======== Dataset ========

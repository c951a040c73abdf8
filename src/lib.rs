//! # charcount - concurrent character frequency counting
//!
//! Counts how often each character occurs across the files of a directory,
//! using either a single-threaded baseline or a pool of worker threads that
//! claim files from a shared cursor and merge into a shared atomic table.
//!
//! ## Quick Start
//!
//! ```bash
//! # Write 100 random text files
//! charcount generate ./book
//!
//! # Count them with 8 workers
//! charcount count ./book --workers 8
//!
//! # Compare the baseline with 1, 2, 4, ... 64 workers
//! charcount bench ./book
//! ```
//!
//! ## Library use
//!
//! ```rust,no_run
//! use charcount::count::CountingEngine;
//! use std::path::Path;
//!
//! let mut engine = CountingEngine::new();
//! let report = engine.run(Path::new("./book"), 8)?;
//! for (ch, count) in &report.counts {
//!     println!("{ch} => {count}");
//! }
//! # Ok::<(), charcount::count::CountError>(())
//! ```

pub mod bench;
pub mod cli;
pub mod config;
pub mod count;
pub mod generate;
pub mod parallel;

pub use cli::{Cli, Output};
pub use config::CharcountConfig;
pub use count::{CountError, CountReport, CountingEngine, SequentialCounter};

/// Result type alias for charcount operations
pub type Result<T> = anyhow::Result<T>;

/// Version information
pub const VERSION: &str = env!("CARGO_PKG_VERSION");
pub const PKG_NAME: &str = env!("CARGO_PKG_NAME");
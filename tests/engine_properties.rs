//! Counting results must not depend on worker count, claim order or history

use charcount::count::{CharCounts, CountingEngine, FileSet, SequentialCounter, is_excluded};
use charcount::generate::{GenerateOptions, generate_fixtures};
use std::fs;
use std::path::Path;
use tempfile::TempDir;

const WORKER_COUNTS: [usize; 7] = [1, 2, 4, 8, 16, 32, 64];

fn fixture_dir(files: usize, seed: u64) -> TempDir {
    let temp_dir = TempDir::new().unwrap();
    let options = GenerateOptions {
        files,
        min_size: 200,
        max_size: 2_000,
        seed: Some(seed),
    };
    generate_fixtures(temp_dir.path(), &options).unwrap();
    temp_dir
}

fn count(dir: &Path, workers: usize) -> CharCounts {
    CountingEngine::new().run(dir, workers).unwrap().counts
}

fn key_wise_sum(left: &CharCounts, right: &CharCounts) -> CharCounts {
    let mut sum = left.clone();
    for (&ch, &n) in right {
        *sum.entry(ch).or_insert(0) += n;
    }
    sum
}

#[test]
fn test_order_independence_across_worker_counts() {
    let dir = fixture_dir(40, 11);
    let expected = SequentialCounter::new().run(dir.path()).unwrap().counts;
    assert!(!expected.is_empty());

    for workers in WORKER_COUNTS {
        assert_eq!(count(dir.path(), workers), expected, "mismatch with {workers} workers");
    }
}

#[test]
fn test_exactly_once_claims() {
    let dir = fixture_dir(25, 5);
    let mut engine = CountingEngine::new();

    for workers in WORKER_COUNTS {
        let report = engine.run(dir.path(), workers).unwrap();
        assert_eq!(engine.cursor().claimed(), 25);
        assert_eq!(report.files_counted + report.files_failed, 25);

        // Every byte of every file was read exactly once
        let bytes: u64 = fs::read_dir(dir.path())
            .unwrap()
            .map(|e| e.unwrap().metadata().unwrap().len())
            .sum();
        assert_eq!(report.bytes_processed, bytes);
    }
}

#[test]
fn test_excluded_characters_never_reported() {
    let dir = fixture_dir(10, 99);
    let counts = count(dir.path(), 4);
    for ch in counts.keys() {
        assert!(!is_excluded(*ch as u8), "excluded character {ch:?} was counted");
    }
    assert!(!counts.contains_key(&' '));
    assert!(!counts.contains_key(&'\n'));
}

#[test]
fn test_additivity() {
    let a = TempDir::new().unwrap();
    let b = TempDir::new().unwrap();
    let both = TempDir::new().unwrap();

    let content_a = "The quick brown fox\njumps over";
    let content_b = "the lazy dog.\r\n\t42!";
    fs::write(a.path().join("a.txt"), content_a).unwrap();
    fs::write(b.path().join("b.txt"), content_b).unwrap();
    fs::write(both.path().join("a.txt"), content_a).unwrap();
    fs::write(both.path().join("b.txt"), content_b).unwrap();

    let sum = key_wise_sum(&count(a.path(), 2), &count(b.path(), 2));
    assert_eq!(count(both.path(), 2), sum);
}

#[test]
fn test_repeated_runs_are_identical() {
    let dir = fixture_dir(15, 21);
    let mut engine = CountingEngine::new();

    let first = engine.run(dir.path(), 8).unwrap();
    let second = engine.run(dir.path(), 8).unwrap();
    assert_eq!(first.counts, second.counts);
    assert_eq!(first.bytes_processed, second.bytes_processed);
}

#[test]
fn test_two_file_scenario() {
    let dir = TempDir::new().unwrap();
    fs::write(dir.path().join("1.txt"), "xx").unwrap();
    fs::write(dir.path().join("2.txt"), "xyz").unwrap();

    let expected: CharCounts = [('x', 3), ('y', 1), ('z', 1)].into_iter().collect();
    for workers in [1, 2, 8] {
        assert_eq!(count(dir.path(), workers), expected);
    }
}

#[test]
fn test_empty_directory_completes() {
    let dir = TempDir::new().unwrap();
    for workers in WORKER_COUNTS {
        let report = CountingEngine::new().run(dir.path(), workers).unwrap();
        assert!(report.counts.is_empty());
        assert_eq!(report.files_total, 0);
    }
}

#[test]
fn test_one_unreadable_among_nine() {
    let dir = TempDir::new().unwrap();
    let mut paths = Vec::new();
    for i in 0..9 {
        let path = dir.path().join(format!("{i}.txt"));
        fs::write(&path, "ok!").unwrap();
        paths.push(path);
    }
    // Removed after listing, so opening it fails
    let doomed = dir.path().join("doomed.txt");
    fs::write(&doomed, "zzz").unwrap();
    paths.insert(4, doomed.clone());
    fs::remove_file(&doomed).unwrap();

    for workers in [1, 3, 16] {
        let report = CountingEngine::new()
            .run_file_set(FileSet::from_paths(paths.clone()), workers)
            .unwrap();

        assert_eq!(report.files_failed, 1);
        assert_eq!(report.failures[0].path, doomed);
        assert_eq!(report.files_counted, 9);
        assert_eq!(report.counts.get(&'o'), Some(&9));
        assert_eq!(report.counts.get(&'k'), Some(&9));
        assert_eq!(report.counts.get(&'!'), Some(&9));
        assert!(!report.counts.contains_key(&'z'));
    }
}

#[cfg(unix)]
#[test]
fn test_permission_denied_file_is_skipped() {
    use std::os::unix::fs::PermissionsExt;

    let dir = TempDir::new().unwrap();
    for i in 0..9 {
        fs::write(dir.path().join(format!("{i}.txt")), "a").unwrap();
    }
    let locked = dir.path().join("locked.txt");
    fs::write(&locked, "b").unwrap();
    fs::set_permissions(&locked, fs::Permissions::from_mode(0o000)).unwrap();

    // Privileged users can read it anyway; nothing to check then
    if fs::File::open(&locked).is_ok() {
        return;
    }

    let report = CountingEngine::new().run(dir.path(), 4).unwrap();
    assert_eq!(report.files_failed, 1);
    assert_eq!(report.counts.get(&'a'), Some(&9));
    assert!(!report.counts.contains_key(&'b'));

    fs::set_permissions(&locked, fs::Permissions::from_mode(0o644)).unwrap();
}

#[cfg(unix)]
#[test]
fn test_unresolvable_entries_are_reported_as_failures() {
    let dir = TempDir::new().unwrap();
    fs::write(dir.path().join("a.txt"), "abc").unwrap();
    let first = dir.path().join("loop-a");
    let second = dir.path().join("loop-b");
    std::os::unix::fs::symlink(&second, &first).unwrap();
    std::os::unix::fs::symlink(&first, &second).unwrap();

    let report = CountingEngine::new().run(dir.path(), 2).unwrap();
    assert_eq!(report.files_total, 3);
    assert_eq!(report.files_counted, 1);
    assert_eq!(report.files_failed, 2);
    assert_eq!(report.counts.get(&'a'), Some(&1));
}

========

** Task details **
Copy out each line in the preceding records that contains "baseline".

** Response for this exercise **
//! using either a single-threaded baseline or a pool of worker threads that
//! # Compare the baseline with 1, 2, 4, ... 64 workers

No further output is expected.